Collected data:
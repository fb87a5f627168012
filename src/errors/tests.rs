//! Unit tests for error handling.
//!
//! This module contains tests for error types and error reporting.

use crate::errors::errors::{Error, ErrorImpl, ErrorKind, ErrorTip};
use crate::lexer::tokens::TokenKind;
use crate::Position;
use std::rc::Rc;

#[test]
fn test_error_creation() {
    let error = Error::new(
        ErrorImpl::UnrecognisedToken {
            token: "@".to_string(),
        },
        Position(10, Rc::new("test.c".to_string())),
    );

    assert_eq!(error.get_error_name(), "UnrecognisedToken");
    assert_eq!(error.kind(), ErrorKind::Lexical);
}

#[test]
fn test_error_position() {
    let pos = Position(42, Rc::new("test.c".to_string()));
    let error = Error::new(
        ErrorImpl::UnexpectedToken {
            expected: TokenKind::Semi,
            received: TokenKind::RBrace,
        },
        pos.clone(),
    );

    assert_eq!(error.get_position().0, 42);
    assert_eq!(error.kind(), ErrorKind::Syntax);
}

#[test]
fn test_unpositioned_error() {
    let error = Error::unpositioned(ErrorImpl::VariableNotDeclared {
        variable: "x".to_string(),
    });

    assert!(error.get_position().is_null());
    assert_eq!(error.kind(), ErrorKind::Semantic);
}

#[test]
fn test_malformed_numeral_is_lexical() {
    let error = Error::unpositioned(ErrorImpl::NumberParseError {
        token: "1.2.3".to_string(),
    });

    assert_eq!(error.get_error_name(), "NumberParseError");
    assert_eq!(error.kind(), ErrorKind::Lexical);
}

#[test]
fn test_scope_errors_are_semantic() {
    for error_impl in [
        ErrorImpl::VariableAlreadyDeclared {
            variable: "x".to_string(),
        },
        ErrorImpl::UnknownScope {
            scope: "inner".to_string(),
        },
        ErrorImpl::ScopeAlreadyExists {
            scope: "inner".to_string(),
        },
        ErrorImpl::ExitRootScope,
    ] {
        assert_eq!(Error::unpositioned(error_impl).kind(), ErrorKind::Semantic);
    }
}

#[test]
fn test_evaluation_errors_are_runtime() {
    for error_impl in [
        ErrorImpl::TypeMatchError {
            operator: "+".to_string(),
            left: "int".to_string(),
            right: "float".to_string(),
        },
        ErrorImpl::VariableNotBound {
            variable: "x".to_string(),
        },
        ErrorImpl::VariableAlreadyBound {
            variable: "x".to_string(),
        },
    ] {
        assert_eq!(Error::unpositioned(error_impl).kind(), ErrorKind::Runtime);
    }
}

#[test]
fn test_error_tip_none() {
    let error = Error::new(
        ErrorImpl::UnrecognisedToken {
            token: "@".to_string(),
        },
        Position(0, Rc::new("test.c".to_string())),
    );

    assert!(matches!(error.get_tip(), ErrorTip::None));
}

#[test]
fn test_error_tip_suggestion() {
    let error = Error::new(
        ErrorImpl::UnexpectedToken {
            expected: TokenKind::Semi,
            received: TokenKind::RBrace,
        },
        Position(0, Rc::new("test.c".to_string())),
    );

    match error.get_tip() {
        ErrorTip::Suggestion(tip) => assert_eq!(tip, "Expected `Semi`, found `RBrace`"),
        _ => panic!("Expected suggestion tip"),
    }
}

#[test]
fn test_error_tip_display() {
    let tip = ErrorTip::Suggestion("Try this instead".to_string());
    assert_eq!(tip.to_string(), "Try this instead");

    let tip = ErrorTip::None;
    assert_eq!(tip.to_string(), "");
}

#[test]
fn test_error_display() {
    let error = Error::unpositioned(ErrorImpl::VariableNotBound {
        variable: "z".to_string(),
    });

    assert_eq!(error.to_string(), "RuntimeError: variable \"z\" does not exist");
}
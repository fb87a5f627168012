use std::rc::Rc;

use lazy_static::lazy_static;
use log::trace;
use regex::Regex;

use crate::{errors::errors::{Error, ErrorImpl}, Position, Span, MK_DEFAULT_HANDLER, MK_TOKEN};

use super::tokens::{Token, TokenKind, RESERVED_LOOKUP};

/// Receives the matched text; returns `None` for skipped input such as whitespace.
pub type TextHandler = fn(&mut Lexer, String) -> Result<Option<Token>, Error>;

/// Optional hook invoked with every token the lexer hands out.
pub type TokenObserver = Box<dyn FnMut(&Token)>;

pub struct RegexPattern {
    regex: Regex,
    handler: TextHandler,
}

lazy_static! {
    // Every pattern is anchored, so a match always starts at the current position.
    static ref PATTERNS: Vec<RegexPattern> = vec![
        RegexPattern { regex: Regex::new(r"^\s+").unwrap(), handler: skip_handler },
        RegexPattern { regex: Regex::new(r"^\p{Alphabetic}[\p{Alphabetic}\p{N}]*").unwrap(), handler: symbol_handler },
        RegexPattern { regex: Regex::new(r"^[0-9][0-9.]*").unwrap(), handler: number_handler },
        RegexPattern { regex: Regex::new(r"^=").unwrap(), handler: MK_DEFAULT_HANDLER!(TokenKind::Assign, "=") },
        RegexPattern { regex: Regex::new(r"^\{").unwrap(), handler: MK_DEFAULT_HANDLER!(TokenKind::LBrace, "{") },
        RegexPattern { regex: Regex::new(r"^\}").unwrap(), handler: MK_DEFAULT_HANDLER!(TokenKind::RBrace, "}") },
        RegexPattern { regex: Regex::new(r"^,").unwrap(), handler: MK_DEFAULT_HANDLER!(TokenKind::Comma, ",") },
        RegexPattern { regex: Regex::new(r"^;").unwrap(), handler: MK_DEFAULT_HANDLER!(TokenKind::Semi, ";") },
        RegexPattern { regex: Regex::new(r"^/").unwrap(), handler: MK_DEFAULT_HANDLER!(TokenKind::Div, "/") },
        RegexPattern { regex: Regex::new(r"^\*").unwrap(), handler: MK_DEFAULT_HANDLER!(TokenKind::Mul, "*") },
        RegexPattern { regex: Regex::new(r"^\+").unwrap(), handler: MK_DEFAULT_HANDLER!(TokenKind::Add, "+") },
        RegexPattern { regex: Regex::new(r"^-").unwrap(), handler: MK_DEFAULT_HANDLER!(TokenKind::Sub, "-") },
        RegexPattern { regex: Regex::new(r"^\(").unwrap(), handler: MK_DEFAULT_HANDLER!(TokenKind::LParen, "(") },
        RegexPattern { regex: Regex::new(r"^\)").unwrap(), handler: MK_DEFAULT_HANDLER!(TokenKind::RParen, ")") },
    ];
}

/// Forward-only scanner producing one token per `next_token` call.
pub struct Lexer {
    source: String,
    pos: usize,
    file: Rc<String>,
    observer: Option<TokenObserver>,
}

impl Lexer {
    pub fn new(source: String, file: Option<String>) -> Lexer {
        let file_name = if let Some(file) = file {
            Rc::new(file)
        } else {
            Rc::new(String::from("shell"))
        };

        Lexer {
            source,
            pos: 0,
            file: file_name,
            observer: None,
        }
    }

    pub fn set_observer(&mut self, observer: TokenObserver) {
        self.observer = Some(observer);
    }

    pub fn advance_n(&mut self, n: usize) {
        self.pos += n;
    }

    pub fn remainder(&self) -> &str {
        &self.source[self.pos..]
    }

    pub fn at_eof(&self) -> bool {
        self.pos >= self.source.len()
    }

    pub fn file(&self) -> Rc<String> {
        Rc::clone(&self.file)
    }

    pub fn position(&self) -> Position {
        Position(self.pos as u32, Rc::clone(&self.file))
    }

    /// Span covering the next `len` bytes of input.
    pub fn span_of(&self, len: usize) -> Span {
        Span {
            start: self.position(),
            end: Position((self.pos + len) as u32, Rc::clone(&self.file)),
        }
    }

    /// Scans the next token. Once the input is exhausted every call returns `EOF`.
    pub fn next_token(&mut self) -> Result<Token, Error> {
        loop {
            if self.at_eof() {
                let token = MK_TOKEN!(TokenKind::EOF, String::new(), self.span_of(0));
                return Ok(self.emit(token));
            }

            let found = PATTERNS.iter().find_map(|pattern| {
                pattern
                    .regex
                    .find(self.remainder())
                    .map(|matched| (pattern.handler, matched.as_str().to_string()))
            });

            let Some((handler, matched)) = found else {
                let token = self.remainder().chars().next().map(String::from).unwrap_or_default();
                return Err(Error::new(ErrorImpl::UnrecognisedToken { token }, self.position()));
            };

            if let Some(token) = handler(self, matched)? {
                return Ok(self.emit(token));
            }
        }
    }

    fn emit(&mut self, token: Token) -> Token {
        trace!("lexed {} at {}", token.debug_line(), token.span.start.0);

        if let Some(observer) = self.observer.as_mut() {
            observer(&token);
        }

        token
    }
}

fn skip_handler(lexer: &mut Lexer, matched: String) -> Result<Option<Token>, Error> {
    lexer.advance_n(matched.len());
    Ok(None)
}

fn number_handler(lexer: &mut Lexer, matched: String) -> Result<Option<Token>, Error> {
    let kind = if matched.parse::<i64>().is_ok() {
        TokenKind::IntConst
    } else if matched.parse::<f64>().is_ok() {
        TokenKind::FloatConst
    } else {
        return Err(Error::new(ErrorImpl::NumberParseError { token: matched }, lexer.position()));
    };

    let token = MK_TOKEN!(kind, matched.clone(), lexer.span_of(matched.len()));
    lexer.advance_n(matched.len());

    Ok(Some(token))
}

fn symbol_handler(lexer: &mut Lexer, matched: String) -> Result<Option<Token>, Error> {
    let kind = RESERVED_LOOKUP
        .get(matched.as_str())
        .copied()
        .unwrap_or(TokenKind::Ident);

    let token = MK_TOKEN!(kind, matched.clone(), lexer.span_of(matched.len()));
    lexer.advance_n(matched.len());

    Ok(Some(token))
}

/// Scans the whole source, returning every token up to and including `EOF`.
pub fn tokenize(source: String, file: Option<String>) -> Result<Vec<Token>, Error> {
    let mut lex = Lexer::new(source, file);
    let mut tokens = vec![];

    loop {
        let token = lex.next_token()?;
        let is_eof = token.kind == TokenKind::EOF;
        tokens.push(token);

        if is_eof {
            return Ok(tokens);
        }
    }
}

▶ [EXERCISE DETAILS] Would you copy all lines in the records where the string "RBrace" appears?

▶ [WRITTEN SOLUTION]
            received: TokenKind::RBrace,
            received: TokenKind::RBrace,
        ErrorTip::Suggestion(tip) => assert_eq!(tip, "Expected `Semi`, found `RBrace`"),
        RegexPattern { regex: Regex::new(r"^\}").unwrap(), handler: MK_DEFAULT_HANDLER!(TokenKind::RBrace, "}") },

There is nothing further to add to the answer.